Nos cabanes, Marielle Macé
Je crois qu’avec mes jumelles je me retrouve beaucoup dans cette description. Je ne sais plus où je lisais, il y a quelques mois, une réflexion poétique sur des survivants de dinosaures qui nous chanteraient depuis toujours des avertissements/témoignages quant aux conséquences d’une extinction de masse. Depuis, je n’écoute plus les oiseaux de la même manière.
L’écologie aujourd’hui ne saurait être seulement une affaire d’accroissement des connaissances et des maîtrises, ni même de préservation ou de réparation. Il doit y entrer quelque chose d’une philia : une amitié pour la vie elle-même et pour la multitude de ses phrasés, un concernement, un souci, un attachement à l’existence d’autres formes de vie et un désir de s’y relier vraiment.
Ibid.
Reflet #
L’amour vrai ne serait-il pas d’aimer ce qui nous est irrémédiablement différent ? Non pas un mammifère ou un oiseau, qui sont encore trop proches de notre humanité, mais un insecte, une paramécie. Il y a dans l’humanisme un parfum de corporatisme reposant sur l’impératif d’aimer ce qui nous ressemble. L’homme se doit d’aimer l’homme comme le chirurgien-dentiste aime les autres chirurgiens-dentistes. Dans la clairière, j’inverse la proposition et tente d’aimer les bêtes avec une intensité proportionnelle au degré d’éloignement biologique qu’elles entretiennent avec moi. Aimer c’est reconnaître la valeur de ce qu’on ne pourra jamais connaître. Et non pas célébrer son propre reflet dans le visage d’un semblable.

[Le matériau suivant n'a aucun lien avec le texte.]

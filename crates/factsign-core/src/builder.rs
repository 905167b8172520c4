use factsign_canonical::{base58_encode, SignedAt};
use factsign_schemas::FactSign;
use tracing::debug;

use crate::clock::{Clock, SystemClock};
use crate::errors::SignError;
use crate::keys::KeyWithSuffix;

/// Produces fact signs over a message.
///
/// The timestamp is read from the clock exactly once per signature, and the
/// same text is stored in the fact sign and later fed to hashing.
#[derive(Debug, Clone, Default)]
pub struct SignatureBuilder<C: Clock = SystemClock> {
    clock: C,
}

impl SignatureBuilder {
    /// Builder reading the system clock.
    pub fn new() -> Self {
        Self::default()
    }
}

impl<C: Clock> SignatureBuilder<C> {
    /// Builder reading timestamps from `clock`.
    pub fn with_clock(clock: C) -> Self {
        Self { clock }
    }

    /// Signs `message` with `signing_key`.
    ///
    /// `message` is expected to be `fact_hash_bytes ‖ network_id_bytes`; see
    /// [`signing_message`](crate::hashing::signing_message).
    ///
    /// # Errors
    ///
    /// - [`SignError::UnsupportedKeyFormat`] if the key suffix is unknown
    /// - [`SignError::InvalidKey`] if the key body cannot be decoded
    pub fn build(
        &self,
        message: &[u8],
        signing_key: &KeyWithSuffix,
    ) -> Result<FactSign, SignError> {
        let private = signing_key.private_key()?;
        let signed_at = SignedAt::from_datetime(self.clock.now());
        let signature = base58_encode(private.sign(message));
        let signer = private.identity();

        debug!(
            kind = %private.kind(),
            signer = %signer,
            signed_at = %signed_at,
            message_len = message.len(),
            "built fact sign"
        );

        Ok(FactSign::new(signer, signature, signed_at))
    }
}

Dans les forêts de Sibérie, Sylvain Tesson
Je redécouvre ces extraits, recopiés il y a quelques mois, sans toujours me souvenir de la raison pour laquelle j’ai été interpellé à l’époque. Alors je ré-interprète mon propre cheminement de pensée. Je deviens mon propre reflet. En perdant la mémoire, reconnait-on la valeur de ce que l’on a déjà connu ? Pari gagnant.

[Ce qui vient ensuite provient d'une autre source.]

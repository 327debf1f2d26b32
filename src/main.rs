// This Source Code Form is subject to the terms of the Mozilla Public
// License, v. 2.0. If a copy of the MPL was not distributed with this
// file, You can obtain one at http://mozilla.org/MPL/2.0/.

use clap::Parser;

use faraday_correct::{FaradayCorrect, FaradayCorrectError};

fn main() {
    // We don't return Result from main because it prints the debug
    // representation of the error. The code below prints the "display" or human
    // readable representation of the error.
    if let Err(e) = try_main() {
        eprintln!("Error: {}", e);
        std::process::exit(1);
    }
}

fn try_main() -> Result<(), FaradayCorrectError> {
    FaradayCorrect::parse().run()
}
// This Source Code Form is subject to the terms of the Mozilla Public
// License, v. 2.0. If a copy of the MPL was not distributed with this
// file, You can obtain one at http://mozilla.org/MPL/2.0/.

//! Errors associated with reading and writing FITS files.

use std::path::Path;

use thiserror::Error;

#[derive(Error, Debug)]
pub enum FitsError {
    /// Error when opening a fits file.
    #[error(
        "{source_file}:{source_line}:{source_column}: Couldn't open {fits_filename}: {fits_error}"
    )]
    Open {
        fits_error: Box<fitsio::errors::Error>,
        fits_filename: Box<Path>,
        source_file: &'static str,
        source_line: u32,
        source_column: u32,
    },

    /// Error when creating a fits file.
    #[error(
        "{source_file}:{source_line}:{source_column}: Couldn't create {fits_filename}: {fits_error}"
    )]
    Create {
        fits_error: Box<fitsio::errors::Error>,
        fits_filename: Box<Path>,
        source_file: &'static str,
        source_line: u32,
        source_column: u32,
    },

    /// Error describing a key that couldn't be found in a fits header.
    #[error("{source_file}:{source_line}:{source_column}: {fits_filename} HDU {hdu_num}: Couldn't find key {key}")]
    MissingKey {
        key: Box<str>,
        fits_filename: Box<Path>,
        hdu_num: usize,
        source_file: &'static str,
        source_line: u32,
        source_column: u32,
    },

    /// Error describing a HDU that couldn't be used as an image (e.g. `HduInfo::ImageInfo`).
    #[error("{source_file}:{source_line}:{source_column}: {fits_filename} HDU {hdu_num}: Tried to use as an image, but not an image")]
    NotImage {
        fits_filename: Box<Path>,
        hdu_num: usize,
        source_file: &'static str,
        source_line: u32,
        source_column: u32,
    },

    /// A generic error associated with the fitsio crate.
    #[error(
        "{source_file}:{source_line}:{source_column}: {fits_filename} HDU '{hdu_description}': {fits_error}"
    )]
    Fitsio {
        fits_error: Box<fitsio::errors::Error>,
        fits_filename: Box<Path>,
        hdu_description: Box<str>,
        source_file: &'static str,
        source_line: u32,
        source_column: u32,
    },

    /// An error associated with parsing a string into another type.
    #[error("{source_file}:{source_line}:{source_column}: Couldn't parse {key} in {fits_filename} HDU {hdu_num}")]
    Parse {
        key: Box<str>,
        fits_filename: Box<Path>,
        hdu_num: usize,
        source_file: &'static str,
        source_line: u32,
        source_column: u32,
    },
}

Le reflet offre à l’homme de contempler deux fois la splendeur. […] Les montagnes jouent à front renversé. Les reflets sont plus beaux que la réalité. L’eau féconde l’image de sa profondeur, de son mystère. La vibration à la surface situe la vision aux lisières du rêve.
Ibid.
Impatience #
[En mangeant.]
J’ai hâte de savoir ce que je vais faire dans ma vie.
Parfois, la prise de recul est assez vertigineuse.